El buenismo es una forma de instalación en el mundo. Coloca una pupila observadora sobre nuestras posibilidades de emancipación y perfectibilidad transformadora, sin que esta opción ética suponga ignorar o menoscabar la existencia de comportamientos y afectos que lastran y entorpecen la convivencia.  El buenista no ignora los comportamientos inhumanos, sino que además de admitirlos incide reflexivamente en todo aquello que se consensúa humano, no demora su mirada en lo abyecto, sino que la prosigue hasta incluir lo plausible y lo admirable que también observa a su alrededor. Recuerdo una vez que después de pronunciar una conferencia en Madrid sobre la dignidad humana un asistente se acercó y me confesó: «Todo lo que cuentas está muy bien, pero el mundo funciona de otro modo». Le respondí: «me encanta compartir en voz alta o por escrito posibilidades para mejorar ese mundo con el que al parecer usted no está muy satisfecho». A quienes resignificamos horizontes posibles nos acusan de cándidos, como si en la configuración de nuestros pensamientos fuéramos lo suficientemente indoctos como para saber que existen las conductas malévolas y los sentimientos de exclusión del otro, el odio y su enfermiza obsesión por infligir daño, la erotización del poder, la venganza sañuda, la competición que regurgita depredación, el resentimiento y su estanqueidad crónica, la envidia y su incapacidad para domar el deseo, la crueldad, el engreimiento, y que debido a nuestra ignorancia los desahuciamos de nuestra mirada y de las tareas deconstructivas con las que intentamos examinar el mundo.  
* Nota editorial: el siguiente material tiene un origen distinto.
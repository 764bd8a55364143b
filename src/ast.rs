//! Abstract syntax tree for the Pascal dialect
//!
//! The parser resolves names and types while it builds this tree, so
//! every expression carries its resolved [`TypeId`] from the moment it is
//! constructed. Nodes are immutable afterwards with one exception:
//! closure conversion appends captured-variable parameters to prototypes
//! and extends the argument lists of already-parsed call sites.

use std::cell::RefCell;
use std::rc::Rc;

use crate::span::Span;
use crate::token::TokenKind;
use crate::types::TypeId;

/// Shared, mutable handle to a routine's prototype. Call expressions,
/// the name environment and object member tables all point at the same
/// prototype, and closure conversion mutates it in place; the rewrite
/// pass finds affected call sites by `Rc` identity.
pub type ProtoRef = Rc<RefCell<Prototype>>;

/// One formal parameter
#[derive(Debug, Clone)]
pub struct Param {
    pub name: String,
    pub ty: TypeId,
    pub by_ref: bool,
    /// Appended by closure conversion rather than written by the user
    pub is_closure: bool,
}

impl Param {
    pub fn new(name: impl Into<String>, ty: TypeId, by_ref: bool) -> Self {
        Self { name: name.into(), ty, by_ref, is_closure: false }
    }

    pub fn closure(name: impl Into<String>, ty: TypeId) -> Self {
        Self { name: name.into(), ty, by_ref: true, is_closure: true }
    }

    /// The implicit receiver injected into non-static member functions
    pub fn self_param(object: TypeId) -> Self {
        Self { name: "self".into(), ty: object, by_ref: true, is_closure: false }
    }
}

/// A routine's prototype: name, formals, result type and flags
#[derive(Debug, Clone)]
pub struct Prototype {
    pub name: String,
    pub params: Vec<Param>,
    pub result: TypeId,
    pub is_forward: bool,
    /// True for non-static member functions (first param is `self`)
    pub has_self: bool,
    /// The object type a member function belongs to
    pub base_object: Option<TypeId>,
}

impl Prototype {
    pub fn new(name: impl Into<String>, params: Vec<Param>, result: TypeId) -> Self {
        Self {
            name: name.into(),
            params,
            result,
            is_forward: false,
            has_self: false,
            base_object: None,
        }
    }

    pub fn shared(self) -> ProtoRef {
        Rc::new(RefCell::new(self))
    }
}

/// Builtin procedures and functions
#[derive(Debug, Clone, Copy, PartialEq, Eq)]
pub enum Builtin {
    New,
    Dispose,
    Ord,
    Chr,
    Succ,
    Pred,
    Abs,
    Sqr,
    Odd,
    Trunc,
    Round,
}

impl Builtin {
    pub fn from_name(name: &str) -> Option<Builtin> {
        Some(match name {
            "new" => Builtin::New,
            "dispose" => Builtin::Dispose,
            "ord" => Builtin::Ord,
            "chr" => Builtin::Chr,
            "succ" => Builtin::Succ,
            "pred" => Builtin::Pred,
            "abs" => Builtin::Abs,
            "sqr" => Builtin::Sqr,
            "odd" => Builtin::Odd,
            "trunc" => Builtin::Trunc,
            "round" => Builtin::Round,
            _ => return None,
        })
    }
}

/// One element of a set constructor
#[derive(Debug, Clone)]
pub enum SetElem {
    Single(Expr),
    Range(Expr, Expr),
}

/// A typed expression
#[derive(Debug, Clone)]
pub struct Expr {
    pub kind: ExprKind,
    pub span: Span,
    pub ty: TypeId,
}

impl Expr {
    pub fn new(kind: ExprKind, span: Span, ty: TypeId) -> Self {
        Self { kind, span, ty }
    }

    /// Does this expression denote a storage location? Addressable
    /// expressions can stand on the left of `:=`, be passed to `var`
    /// parameters and be the subject of `with`. Set constructors are
    /// addressable through a materialized temporary.
    pub fn is_addressable(&self) -> bool {
        matches!(
            self.kind,
            ExprKind::Variable { .. }
                | ExprKind::Index { .. }
                | ExprKind::Field { .. }
                | ExprKind::VariantField { .. }
                | ExprKind::Deref { .. }
                | ExprKind::FileBuffer { .. }
                | ExprKind::SetLit { .. }
        )
    }

    /// Visit this expression and all sub-expressions, mutably
    pub fn walk_mut(&mut self, f: &mut dyn FnMut(&mut Expr)) {
        f(self);
        match &mut self.kind {
            ExprKind::IntLit(_)
            | ExprKind::RealLit(_)
            | ExprKind::CharLit(_)
            | ExprKind::StrLit(_)
            | ExprKind::BoolLit(_)
            | ExprKind::Nil
            | ExprKind::Variable { .. }
            | ExprKind::FuncRef { .. }
            | ExprKind::SizeOf { .. } => {}
            ExprKind::Index { base, indices, .. } => {
                base.walk_mut(f);
                for e in indices {
                    e.walk_mut(f);
                }
            }
            ExprKind::Field { base, .. }
            | ExprKind::VariantField { base, .. }
            | ExprKind::Deref { base }
            | ExprKind::FileBuffer { base } => base.walk_mut(f),
            ExprKind::SetLit { elements } => {
                for elem in elements {
                    match elem {
                        SetElem::Single(e) => e.walk_mut(f),
                        SetElem::Range(lo, hi) => {
                            lo.walk_mut(f);
                            hi.walk_mut(f);
                        }
                    }
                }
            }
            ExprKind::Binary { lhs, rhs, .. } => {
                lhs.walk_mut(f);
                rhs.walk_mut(f);
            }
            ExprKind::Unary { rhs, .. } => rhs.walk_mut(f),
            ExprKind::Call { callee, args, .. } => {
                callee.walk_mut(f);
                for a in args {
                    a.walk_mut(f);
                }
            }
            ExprKind::VirtualCall { object, args, .. } => {
                object.walk_mut(f);
                for a in args {
                    a.walk_mut(f);
                }
            }
            ExprKind::BuiltinCall { args, .. } => {
                for a in args {
                    a.walk_mut(f);
                }
            }
        }
    }
}

/// Expression shapes
#[derive(Debug, Clone)]
pub enum ExprKind {
    IntLit(i64),
    RealLit(f64),
    CharLit(u8),
    StrLit(String),
    BoolLit(bool),
    Nil,
    /// Named variable (including the function-result pseudo-variable)
    Variable { name: String },
    /// Array or string indexing; `dims` are the subrange types of the
    /// indexed dimensions
    Index { base: Box<Expr>, indices: Vec<Expr>, dims: Vec<TypeId> },
    /// Record or object field access by materialized struct index
    Field { base: Box<Expr>, index: u32 },
    /// Variant-part access: `index` is the struct slot of the variant
    /// overlay; the expression's type is the arm viewed through it
    VariantField { base: Box<Expr>, index: u32 },
    /// Pointer dereference `p^`
    Deref { base: Box<Expr> },
    /// File buffer variable `f^`
    FileBuffer { base: Box<Expr> },
    /// A function used as a value (callee or function-valued argument)
    FuncRef { name: String },
    /// Set constructor `[a, b, lo..hi]`
    SetLit { elements: Vec<SetElem> },
    Binary { op: TokenKind, lhs: Box<Expr>, rhs: Box<Expr> },
    Unary { op: TokenKind, rhs: Box<Expr> },
    Call { callee: Box<Expr>, args: Vec<Expr>, proto: ProtoRef },
    /// Dispatch through the object's vtable slot
    VirtualCall { object: Box<Expr>, slot: u32, args: Vec<Expr>, proto: ProtoRef },
    BuiltinCall { builtin: Builtin, args: Vec<Expr> },
    SizeOf { target: TypeId },
}

/// One argument of `write`/`writeln`, with optional width and precision
#[derive(Debug, Clone)]
pub struct WriteArg {
    pub expr: Expr,
    pub width: Option<Expr>,
    pub precision: Option<Expr>,
}

/// One arm of a `case` statement
#[derive(Debug, Clone)]
pub struct CaseArm {
    pub labels: Vec<i64>,
    pub body: Stmt,
    pub span: Span,
}

/// A statement
#[derive(Debug, Clone)]
pub struct Stmt {
    pub kind: StmtKind,
    pub span: Span,
}

impl Stmt {
    pub fn new(kind: StmtKind, span: Span) -> Self {
        Self { kind, span }
    }

    /// Visit every expression in this statement tree, mutably
    pub fn walk_exprs_mut(&mut self, f: &mut dyn FnMut(&mut Expr)) {
        match &mut self.kind {
            StmtKind::Empty => {}
            StmtKind::Assign { lhs, rhs } => {
                lhs.walk_mut(f);
                rhs.walk_mut(f);
            }
            StmtKind::Expr(e) => e.walk_mut(f),
            StmtKind::Block(stmts) => {
                for s in stmts {
                    s.walk_exprs_mut(f);
                }
            }
            StmtKind::If { cond, then, els } => {
                cond.walk_mut(f);
                then.walk_exprs_mut(f);
                if let Some(e) = els {
                    e.walk_exprs_mut(f);
                }
            }
            StmtKind::While { cond, body } => {
                cond.walk_mut(f);
                body.walk_exprs_mut(f);
            }
            StmtKind::Repeat { body, cond } => {
                for s in body {
                    s.walk_exprs_mut(f);
                }
                cond.walk_mut(f);
            }
            StmtKind::For { start, end, body, .. } => {
                start.walk_mut(f);
                end.walk_mut(f);
                body.walk_exprs_mut(f);
            }
            StmtKind::Case { selector, arms, otherwise } => {
                selector.walk_mut(f);
                for arm in arms {
                    arm.body.walk_exprs_mut(f);
                }
                if let Some(o) = otherwise {
                    o.walk_exprs_mut(f);
                }
            }
            StmtKind::With { body } => body.walk_exprs_mut(f),
            StmtKind::Write { file, args, .. } => {
                if let Some(file) = file {
                    file.walk_mut(f);
                }
                for arg in args {
                    arg.expr.walk_mut(f);
                    if let Some(w) = &mut arg.width {
                        w.walk_mut(f);
                    }
                    if let Some(p) = &mut arg.precision {
                        p.walk_mut(f);
                    }
                }
            }
            StmtKind::Read { file, args, .. } => {
                if let Some(file) = file {
                    file.walk_mut(f);
                }
                for a in args {
                    a.walk_mut(f);
                }
            }
        }
    }
}

/// Statement shapes
#[derive(Debug, Clone)]
pub enum StmtKind {
    Empty,
    Assign { lhs: Expr, rhs: Expr },
    /// Procedure call (or any expression in statement position)
    Expr(Expr),
    Block(Vec<Stmt>),
    If { cond: Expr, then: Box<Stmt>, els: Option<Box<Stmt>> },
    While { cond: Expr, body: Box<Stmt> },
    Repeat { body: Vec<Stmt>, cond: Expr },
    For { var: String, start: Expr, end: Expr, down: bool, body: Box<Stmt> },
    Case { selector: Expr, arms: Vec<CaseArm>, otherwise: Option<Box<Stmt>> },
    /// The field names were expanded into scope at parse time, so only
    /// the body remains
    With { body: Box<Stmt> },
    Write { file: Option<Expr>, args: Vec<WriteArg>, newline: bool },
    Read { file: Option<Expr>, args: Vec<Expr>, newline: bool },
}

/// One declared variable
#[derive(Debug, Clone)]
pub struct VarItem {
    pub name: String,
    pub ty: TypeId,
}

/// A routine definition: prototype, locals, body, nested routines
#[derive(Debug, Clone)]
pub struct FunctionDecl {
    pub proto: ProtoRef,
    pub vars: Vec<VarItem>,
    /// `None` for a `forward` declaration
    pub body: Option<Vec<Stmt>>,
    pub subs: Vec<FunctionDecl>,
    /// Variables captured from enclosing scopes, appended to the
    /// prototype by closure conversion
    pub captured: Vec<Param>,
    pub span: Span,
}

impl FunctionDecl {
    /// Visit every expression in the routine, including nested routines
    pub fn walk_exprs_mut(&mut self, f: &mut dyn FnMut(&mut Expr)) {
        if let Some(body) = &mut self.body {
            for s in body {
                s.walk_exprs_mut(f);
            }
        }
        for sub in &mut self.subs {
            sub.walk_exprs_mut(f);
        }
    }
}

/// A top-level item
#[derive(Debug, Clone)]
pub enum Item {
    Vars(Vec<VarItem>),
    Function(FunctionDecl),
}

/// A whole program
#[derive(Debug, Clone)]
pub struct Program {
    pub name: String,
    pub items: Vec<Item>,
    pub span: Span,
}

#[cfg(test)]
mod tests {
    use super::*;
    use crate::types::INTEGER;

    fn int_lit(v: i64) -> Expr {
        Expr::new(ExprKind::IntLit(v), Span::default(), INTEGER)
    }

    #[test]
    fn test_addressability() {
        let var = Expr::new(
            ExprKind::Variable { name: "x".into() },
            Span::default(),
            INTEGER,
        );
        assert!(var.is_addressable());
        assert!(!int_lit(1).is_addressable());
        let deref = Expr::new(
            ExprKind::Deref { base: Box::new(var.clone()) },
            Span::default(),
            INTEGER,
        );
        assert!(deref.is_addressable());
    }

    #[test]
    fn test_walk_visits_call_arguments() {
        let proto = Prototype::new("f", Vec::new(), INTEGER).shared();
        let callee = Expr::new(ExprKind::FuncRef { name: "f".into() }, Span::default(), INTEGER);
        let mut call = Expr::new(
            ExprKind::Call {
                callee: Box::new(callee),
                args: vec![int_lit(1), int_lit(2)],
                proto,
            },
            Span::default(),
            INTEGER,
        );
        let mut count = 0;
        call.walk_mut(&mut |_| count += 1);
        // The call itself, the callee, and two arguments.
        assert_eq!(count, 4);
    }
}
Hace unos años escribí un ensayo en el que desglosaba estos sentimientos que esclerotizan el corazón y la vida. Los agrupé nominalmente con el nombre de los sótanos del alma. Pero no me detuve en ellos, sino que mi inspección se encaminó hacia otros afectos y otros estrados sentimentales que facilitan convivencias más óptimas y convierten los haceres de la vida en prácticas que apetece volver a repetir una y otra vez. Si el buenismo es recordar la presencia de estos sentimientos y cómo su concurso fortalece los vínculos humanos, entonces me declaro buenista. Si ser buenista es evitar la colonización de un pensamiento que solo señala los aspectos desfavorables del ser humano para legitimar desigualdades y opresiones y que es incapaz de ver que al lado de tanta inhumanidad hay ingentes cantidades de humanidad, soy buenista. Negar la existencia del amor, la bondad, la fraternidad, la cooperación, el cuidado, la compasión, la dignidad, no hace a nadie más erudito ni más avezado ni más experimentado, lo hace más insensible. Sin embargo, incorporar estos sentimientos y estas ficciones axiológicas al discurso y a las prácticas requiere un hercúleo esfuerzo cognitivo. Destruir es muy fácil, construir, muy difícil.  Presentar una enmienda a la totalidad afirmando que el mundo es una inmensa ciénaga es un recurso muy pueril. Analizar la ambigüedad y la borrosidad humanas para desde su complejidad elegir los lugares más idóneos sobre los que levantar puntos nodales de cuidado social y afectivo, solicita maduración y estudio. Además de describir lo que ya existe, imaginar y desglosar argumentativamente lo que sería bueno que existiera. Esto es el buenismo. La acción en la que se pone la intelección y la imaginación al servicio de una vida en común mejor.